"Am Anfang war das Erdbeben nicht so schlimm, deswegen habe ich mir auch nichts dabei gedacht, aber dann wurde es immer stärker, und es schien auch gar nicht mehr aufzuhören. Ich hatte einen großen Topf mit heißem Öl auf dem Herd, das war ungefähr 200 Grad heiß, weil wir Tempura frittieren wollten, und der Topf wackelte immer stärker. Ich wollte ihn festhalten, aber es ging nicht, und das heiße Öl, es hat mir Angst gemacht. Ich bin dann schnell vom Herd weg, und da ist der Topf auch schon auf den Boden gekracht, mit all dem Öl, aber Gott sei Dank hat es nicht angefangen zu brennen."
Am Abend des 11. März, da hatten er und alle anderen Dorfbewohner in der örtlichen Schule Unterschlupf gesucht, hörte Maeda die ersten Gerüchte. Im Atomkraftwerk habe es einen Unfall gegeben, hieß es, doch niemand wusste etwas Genaues. Gerade einmal drei Kilometer ist Maedas Dorf Futabacho von den Reaktoren entfernt, es liegt direkt hinter den Meilern.

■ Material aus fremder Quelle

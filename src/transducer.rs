/*! The transduction pipeline.

Wires the stages together in dependency order: class compilation and
transposition first, validation, then the field-width scan, then the
two template-side builders, and finally the extract/deposit engine and
the inverse transposition. Every intermediate stream lives exactly as
long as its last consumer.
*/

use std::time::Instant;

use itertools::Itertools;
use log::{debug, log_enabled, trace};

use crate::bitstream::fmt_aligned;
use crate::{
    Error, Result, Target, charclass, deposit, field_width, pext_pdep, template, transpose,
    validate,
};

/// Transduce a CSV document to a pretty-printed JSON array of objects.
///
/// `pack_size` is the scanner granularity in bits, typically 64.
/// `column_names` become the object keys, in field order; they may be
/// non-ASCII and are measured in UTF-8 bytes. The returned bytes are
/// the complete output document.
///
/// ```
/// let json = parabit::transduce(64, &["col1"], b"123\n")?;
/// assert_eq!(json, b"[\n    {\n        \"col1\": 123\n    }\n]");
/// # Ok::<(), parabit::Error>(())
/// ```
pub fn transduce<S: AsRef<str>>(
    pack_size: usize,
    column_names: &[S],
    csv: &[u8],
) -> Result<Vec<u8>> {
    transduce_to(Target::Json, pack_size, column_names, csv)
}

/// Like [`transduce`], for an explicit [`Target`]. Only
/// [`Target::Json`] is implemented; anything else fails with
/// [`Error::UnsupportedTarget`].
pub fn transduce_to<S: AsRef<str>>(
    target: Target,
    pack_size: usize,
    column_names: &[S],
    csv: &[u8],
) -> Result<Vec<u8>> {
    match target {
        Target::Json => {}
        other => return Err(Error::UnsupportedTarget(other)),
    }
    validate::check_pack_size(pack_size)?;
    let columns: Vec<&str> = column_names.iter().map(AsRef::as_ref).collect();
    if columns.is_empty() {
        return Err(Error::InvalidInput("column list is empty".into()));
    }

    let start = Instant::now();
    let delimiters = charclass::create_marker(csv, charclass::DELIMITERS, false)?;
    let fields = charclass::create_marker(csv, charclass::DELIMITERS, true)?;
    let basis = transpose::decompose(csv);
    if log_enabled!(log::Level::Trace) {
        trace!(
            "marker streams:\n{}",
            fmt_aligned(&[("delimiters", &delimiters), ("fields", &fields)], csv.len())
        );
    }

    validate::validate_document(csv, &basis, &delimiters, columns.len())?;

    let widths = field_width::calculate_field_widths(&fields, pack_size, delimiters.popcount())?;
    debug!(
        "scanned {} fields over {} rows: [{}]",
        widths.len(),
        widths.len() / columns.len(),
        widths.iter().join(", ")
    );

    let template = template::build_template(&widths, &columns)?;
    let deposit_mask = deposit::build_deposit_mask(&widths, &columns)?;
    let template_basis = transpose::decompose(&template);
    let out = pext_pdep::transduce_planes(&basis, &fields, &template_basis, &deposit_mask)?;
    let json = transpose::recompose(&out, template.len());
    debug!(
        "transduced {} CSV bytes to {} JSON bytes in {:?}",
        csv.len(),
        json.len(),
        start.elapsed()
    );
    Ok(json)
}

Jetzt steht der 65-Jährige an die Brüstung eines silbernen Metall-Geländers gelehnt. Hinter und über ihm der gewaltige und kalt wirkende Betonklotz der sogenannten Super Arena, des großen Sportstadions in der Stadt Saitama in der Nähe von Tokio. Shigeru Maeda ist ein hagerer Mann. Er hat graue Haare und ein freundliches Gesicht, man kann sich gut vorstellen, wie er mit seinen Enkelkindern scherzt, lacht und spielt. Er wirkt gütig. Doch inmitten der modernen Architektur erscheint er nun verloren und sehr klein.
Seit einigen Tagen ist er mit seiner Ehefrau, der Tochter und einem Enkelkind und 2000 anderen Evakuierten hier in Saitama untergebracht. Während der vergangenen drei Wochen musste er eine wahre Odyssee hinter sich bringen. Jedes Mal, wenn die Evakuierungszone ausgeweitet wurde, fuhr man ihn und seine Familie schnell an einen neuen Ort.
"Am Anfang war es sehr schlimm, weil wir kein Essen hatten. Wir waren in Schulen, und die ersten Tage hatten wir nur ein Reisbällchen am Tag oder mal ein Stück Toast, aber sonst nichts. Es gab niemanden, der sich um uns kümmerte, und wir hatten keine Futons, auf die wir uns legen konnten. Zum Schlafen hatten wir nur ein paar Pappkartons."
In Saitama ist es nun endlich besser. Denn viele Freiwillige kümmern sich um die Evakuierten. Vor der Eingangshalle der Sportarena ist eine Art kostenloser Flohmarkt aufgebaut. Dort können sich die Evakuierten mit all dem versorgen, was für sie gespendet wurde. Auf dem Boden ordentlich aufgereiht: mehrere Pappkisten. Darin Kleidung, Spielzeug Plastikbecher oder Handtücher. Kleine rote und blaue Gummistiefel stehen daneben.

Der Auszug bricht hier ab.